The HS2 activist website HS2facts.co.uk says: “the government still refuses to release the results of its own polls – regularly carried out since 2013 – because the Department for Transport has deemed them “not in the public’s interest”. In this FOI access request, Meera Nayyar from the DfT says:“The remaining information is being withheld as we have engaged the exemption section 35(1)(a) – formulation or development of government policy; and 40(2)&(3) – third party personal information. Section 35(1)(a) is a qualified exemption, which means we are required to balance the public interest in disclosing the information against the public interest in withholding it.

One of the many Stop HS2 organisations and campaigners protesting outside parliament.

One of the many Stop HS2 organisations and campaigners protesting outside parliament.

It can be assumed then that their own poll results correlate with those of YouGov’s poll.

A spokesperson for 51m (an alliance of councils also opposed to the project) commented:”For three years public opinion polls have consistently shown a clear majority against the project. The case for HS2 only exists in a vested interest lobby more concerned with vision than reality. This is not a dream for the future but a nightmare for the taxpayer.”
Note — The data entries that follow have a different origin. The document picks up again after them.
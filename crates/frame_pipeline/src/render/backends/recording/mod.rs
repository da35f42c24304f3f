//! In-memory recording backend
//!
//! Implements every backend trait without a GPU. Command lists store the
//! commands they receive, the queue keeps a log of everything submitted, and
//! fences either complete as soon as they are signaled or hold their value
//! until a test completes them by hand. Used by the headless demo and by the
//! test suite to check the exact command stream a frame produces.

use std::sync::{Arc, Condvar, Mutex, MutexGuard, PoisonError};

use crate::render::backend::{
    ClearFlags, CommandList, CommandQueue, ConstantBufferViewDesc, CpuDescriptorHandle, DescriptorHandle,
    DescriptorHeapInfo, GpuDescriptorHandle, GpuFence, GraphicsDevice, IndexBufferView, PipelineStateId,
    PrimitiveTopology, RootSignatureId, ScissorRect, TransitionBarrier, UploadMemory, VertexBufferView, Viewport,
};
use crate::render::{RenderError, RenderResult};

/// CPU address of the first descriptor in a recorded heap
pub const HEAP_CPU_START: u64 = 0x1000_0000;
/// GPU address of the first descriptor in a recorded heap
pub const HEAP_GPU_START: u64 = 0x2000_0000;
/// Handle distance between adjacent descriptors
pub const HEAP_INCREMENT: u32 = 32;
/// GPU address of the first upload allocation
const UPLOAD_BASE: u64 = 0x4000_0000;
/// Upload allocations start on this boundary
const UPLOAD_PLACEMENT: u64 = 0x1_0000;

fn lock<T>(mutex: &Mutex<T>) -> MutexGuard<'_, T> {
    mutex.lock().unwrap_or_else(PoisonError::into_inner)
}

/// One command as it was recorded
#[derive(Debug, Clone, PartialEq)]
pub enum RecordedCommand {
    /// Shader-visible heap bound
    SetDescriptorHeaps(DescriptorHeapInfo),
    /// Viewport set
    SetViewport(Viewport),
    /// Scissor rectangle set
    SetScissorRect(ScissorRect),
    /// Render target cleared to a color
    ClearRenderTargetView {
        /// Cleared view
        rtv: CpuDescriptorHandle,
        /// Clear color
        color: [f32; 4],
    },
    /// Depth-stencil view cleared
    ClearDepthStencilView {
        /// Cleared view
        dsv: CpuDescriptorHandle,
        /// Planes cleared
        flags: ClearFlags,
        /// Depth value
        depth: f32,
        /// Stencil value
        stencil: u8,
    },
    /// Render targets and optional depth-stencil bound
    SetRenderTargets {
        /// Render target views
        rtvs: Vec<CpuDescriptorHandle>,
        /// Depth-stencil view
        dsv: Option<CpuDescriptorHandle>,
    },
    /// Root signature bound
    SetGraphicsRootSignature(RootSignatureId),
    /// Descriptor table bound at a root parameter
    SetGraphicsRootDescriptorTable {
        /// Root parameter index
        slot: u32,
        /// First descriptor of the table
        table: GpuDescriptorHandle,
    },
    /// Pipeline state bound
    SetPipelineState(PipelineStateId),
    /// Input assembler topology set
    SetPrimitiveTopology(PrimitiveTopology),
    /// Vertex buffers bound from `start_slot`
    SetVertexBuffers {
        /// First input slot
        start_slot: u32,
        /// Bound views
        views: Vec<VertexBufferView>,
    },
    /// Index buffer bound, or unbound
    SetIndexBuffer(Option<IndexBufferView>),
    /// Non-indexed draw
    DrawInstanced {
        /// Vertices per instance
        vertex_count: u32,
        /// Instances drawn
        instance_count: u32,
        /// First vertex
        start_vertex: u32,
        /// First instance
        start_instance: u32,
    },
    /// Indexed draw
    DrawIndexedInstanced {
        /// Indices per instance
        index_count: u32,
        /// Instances drawn
        instance_count: u32,
        /// First index
        start_index: u32,
        /// Value added to each index
        base_vertex: i32,
        /// First instance
        start_instance: u32,
    },
    /// Batch of transition barriers
    ResourceBarrier(Vec<TransitionBarrier>),
}
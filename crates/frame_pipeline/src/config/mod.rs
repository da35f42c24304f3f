//! Configuration file support
//!
//! Any serde-serializable configuration can be loaded from or saved to TOML
//! and RON files; the format is chosen from the file extension.

pub use serde::{Serialize, Deserialize};
use std::path::Path;

/// Configuration trait
pub trait Config: Serialize + for<'de> Deserialize<'de> + Default {
    /// Load configuration from file
    fn load_from_file(path: impl AsRef<Path>) -> Result<Self, ConfigError> {
        let path = path.as_ref();
        let contents = std::fs::read_to_string(path)?;

        match ConfigFormat::from_path(path)? {
            ConfigFormat::Toml => toml::from_str(&contents).map_err(|e| ConfigError::Parse(e.to_string())),
            ConfigFormat::Ron => ron::from_str(&contents).map_err(|e| ConfigError::Parse(e.to_string())),
        }
    }

    /// Save configuration to file
    fn save_to_file(&self, path: impl AsRef<Path>) -> Result<(), ConfigError> {
        let path = path.as_ref();
        let contents = match ConfigFormat::from_path(path)? {
            ConfigFormat::Toml => {
                toml::to_string_pretty(self).map_err(|e| ConfigError::Serialize(e.to_string()))?
            }
            ConfigFormat::Ron => ron::ser::to_string_pretty(self, Default::default())
                .map_err(|e| ConfigError::Serialize(e.to_string()))?,
        };

        std::fs::write(path, contents).map_err(ConfigError::Io)
    }
}

#[derive(Debug, Clone, Copy, PartialEq, Eq)]
enum ConfigFormat {
    Toml,
    Ron,
}

impl ConfigFormat {
    fn from_path(path: &Path) -> Result<Self, ConfigError> {
        match path.extension().and_then(|ext| ext.to_str()) {
            Some("toml") => Ok(Self::Toml),
            Some("ron") => Ok(Self::Ron),
            _ => Err(ConfigError::UnsupportedFormat(path.display().to_string())),
        }
    }
}

/// Configuration errors
#[derive(thiserror::Error, Debug)]
pub enum ConfigError {
    /// IO error
    #[error("IO error: {0}")]
    Io(#[from] std::io::Error),

    /// Parse error
    #[error("Parse error: {0}")]
    Parse(String),

    /// Serialization error
    #[error("Serialization error: {0}")]
    Serialize(String),

    /// Unsupported format
    #[error("Unsupported format: {0}")]
    UnsupportedFormat(String),

    /// A value failed validation
    #[error("Invalid configuration: {0}")]
    Invalid(String),
}
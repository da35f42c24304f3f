//! Vulkan backend pieces
//!
//! The frame queue's fence maps onto a Vulkan 1.2 timeline semaphore.

pub mod context;
pub mod fence;

pub use context::{HeadlessContext, VulkanError, VulkanResult};
pub use fence::TimelineFence;
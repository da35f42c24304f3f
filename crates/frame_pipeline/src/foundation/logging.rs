//! Logging utilities and structured logging support

pub use log::{debug, info, warn, error, trace};

/// Initialize the logging system from `RUST_LOG`
pub fn init() {
    env_logger::init();
}

/// Initialize the logging system with a default filter
///
/// `RUST_LOG` still takes precedence when it is set. Calling this more than
/// once is harmless; later calls are ignored.
pub fn init_with_level(level: &str) {
    let env = env_logger::Env::default().default_filter_or(level);
    let _ = env_logger::Builder::from_env(env).try_init();
}

/// Initialize logging for unit and integration tests
pub fn init_for_tests() {
    let _ = env_logger::builder().is_test(true).try_init();
}
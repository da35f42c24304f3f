//! # Rendering System
//!
//! Frame pipelining and render graph submission over an abstract graphics
//! backend.
//!
//! ## Architecture
//!
//! - **Frame Queue**: a ring of in-flight frame contexts synchronized with a
//!   single monotonically increasing fence
//! - **Transient Allocators**: circular descriptor and upload regions, one
//!   generation per frame in flight
//! - **Render Graph**: solutions, pipelines, passes and subpasses walked once
//!   per frame into a single command list
//! - **Binding**: descriptor collections resolved per pass or per draw from
//!   engine data
//! - **Backends**: the traits in [`backend`] plus a recording backend and a
//!   Vulkan timeline fence
//!
//! ## Frame Lifecycle
//!
//! ```text
//! begin_frame -> render_frame -> end_frame
//!      |              |              |
//!  wait for slot   record graph   signal fence
//! ```

pub mod backend;
pub mod backends;
pub mod binding;
pub mod camera;
pub mod frame_queue;
pub mod graph;
pub mod material;
pub mod mesh;
pub mod shader;

pub use backend::{CommandList, CommandQueue, GpuFence, GraphicsDevice, UploadMemory};
pub use camera::{Camera, CameraData};
pub use frame_queue::{FrameQueue, FrameToken, SwapChain, SwapChainState};
pub use material::Material;
pub use mesh::{Mesh, SubMesh};

use crate::render::binding::{EngineData, ScopeKind};

/// Broad category of a [`RenderError`]
#[derive(Debug, Clone, Copy, PartialEq, Eq, Hash)]
pub enum ErrorKind {
    /// The caller or the pipeline data broke a contract
    Misuse,
    /// The data asks for a feature that is not implemented
    Unsupported,
    /// The graphics device reported a failure
    Device,
}

/// Errors raised while pipelining and recording frames
#[derive(thiserror::Error, Debug)]
pub enum RenderError {
    /// The frame's circular descriptor region cannot fit a table
    ///
    /// Raised by circular allocation when the current generation has fewer
    /// than `requested` descriptors left. Either the reserve is too small for
    /// the scene or a table was declared larger than intended.
    #[error("circular descriptor region exhausted: requested {requested}, {used} of {capacity} in use")]
    DescriptorCapacityExceeded {
        /// Descriptors asked for
        requested: u32,
        /// Descriptors already handed out this generation
        used: u32,
        /// Descriptors available per generation
        capacity: u32,
    },

    /// The persistent prefix of the descriptor heap is full
    #[error("persistent descriptors exhausted: requested {requested}, {used} of {capacity} in use")]
    PersistentDescriptorsExhausted {
        /// Descriptors asked for
        requested: u32,
        /// Descriptors already handed out
        used: u32,
        /// Size of the persistent prefix
        capacity: u32,
    },

    /// The frame's upload region cannot fit the data
    #[error("upload region exhausted: need {required} bytes, {available} available per frame")]
    UploadCapacityExceeded {
        /// End offset the upload would reach
        required: u64,
        /// Bytes per generation
        available: u64,
    },

    /// Engine data requested at a scope where it has no meaning
    ///
    /// Camera matrices exist once per pass and object transforms once per
    /// draw; asking for either at the other scope is a pipeline authoring
    /// mistake.
    #[error("{element} cannot be per {scope}")]
    IllegalScope {
        /// Requested engine value
        element: EngineData,
        /// Scope it was requested at
        scope: ScopeKind,
    },

    /// Per-object data requested while no object batch is being drawn
    #[error("per-object constants requested without an object batch")]
    MissingObjectBatch,

    /// No constant buffer definition matches a collection
    #[error("no constant buffer matches the descriptor collection")]
    ConstantBufferNotFound,

    /// Several constant buffer definitions match a collection
    #[error("{0} constant buffers match the descriptor collection")]
    AmbiguousConstantBuffer(usize),

    /// Constant fields run past the end of the buffer
    #[error("constant buffer overflow: fields need {required} bytes, buffer holds {available}")]
    ConstantBufferOverflow {
        /// Bytes the fields need
        required: usize,
        /// Bytes in the aligned buffer
        available: usize,
    },

    /// A constant buffer definition with zero size
    #[error("constant buffer has zero size")]
    EmptyConstantBuffer,

    /// A clear operation on the wrong kind of attachment
    #[error("{0}")]
    InvalidLoadOp(&'static str),

    /// More than one viewport or scissor rectangle on a pass
    #[error("pass declares {count} {kind}s, at most one is supported")]
    TooManyRasterRects {
        /// "viewport" or "scissor rect"
        kind: &'static str,
        /// Number declared
        count: usize,
    },

    /// An object batch whose parallel arrays differ in length
    #[error("object batch arrays differ: {renderers} renderers, {transforms} transforms, {inverses} inverse transforms")]
    MismatchedBatch {
        /// Mesh renderer count
        renderers: usize,
        /// World transform count
        transforms: usize,
        /// Inverse world transform count
        inverses: usize,
    },

    /// An index into pipeline data is out of range
    #[error("{what} index {index} out of range ({len} available)")]
    IndexOutOfRange {
        /// What was being indexed
        what: &'static str,
        /// Offending index
        index: usize,
        /// Length of the indexed collection
        len: usize,
    },

    /// Other contract violation
    #[error("{0}")]
    Misuse(String),

    /// Feature not implemented
    #[error("{0} not supported yet")]
    Unsupported(&'static str),

    /// Backend failure
    #[error("device error: {0}")]
    Device(String),
}

impl RenderError {
    /// Category of this error
    pub fn kind(&self) -> ErrorKind {
        match self {
            Self::Unsupported(_) => ErrorKind::Unsupported,
            Self::Device(_) => ErrorKind::Device,
            _ => ErrorKind::Misuse,
        }
    }

    /// Shorthand for an out-of-range index
    pub(crate) fn out_of_range(what: &'static str, index: usize, len: usize) -> Self {
        Self::IndexOutOfRange { what, index, len }
    }
}

/// Result type for rendering operations
pub type RenderResult<T> = Result<T, RenderError>;

/// Index into `items`, reporting what was indexed on failure
pub(crate) fn lookup<'a, T>(items: &'a [T], index: usize, what: &'static str) -> RenderResult<&'a T> {
    items
        .get(index)
        .ok_or_else(|| RenderError::out_of_range(what, index, items.len()))
}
Andrew Tyrie, chairman of the Treasury select committee, has stated that HS2 has the weakest economic case of all the UK’s major infrastructure projects. He also says that “HS2 may also be taken away from the Department for Transport after officials there were deemed to have lost control of the scheme.”

51M, have stated that the scheme was announced and forecast to cost £33bn in 2012 by the government. In June 2013, the Secretary of State for Transport revealed a revised figure for the project of £42.6bn, excluding £7.5bn for rolling stock. In November, 2015 the estimate was further revised to £55.7bn.

The HS2 project will also trigger Barnett formula payments to Wales, Northern Ireland and Scotland amounting to £7.4bn, taking the overall figure to £63.1bn.

Its ever expanding budget dwarves that of Hinkley C and Heathrow combined, which are both £18bn projects. HS2 has already cost over £1billion in fees and nothing at all has started. Lord Berkeley, chairman of the Rail Freight Group, which represents goods users on the railway network, said HS2 Ltd “hasn’t got a clue” what its costs are.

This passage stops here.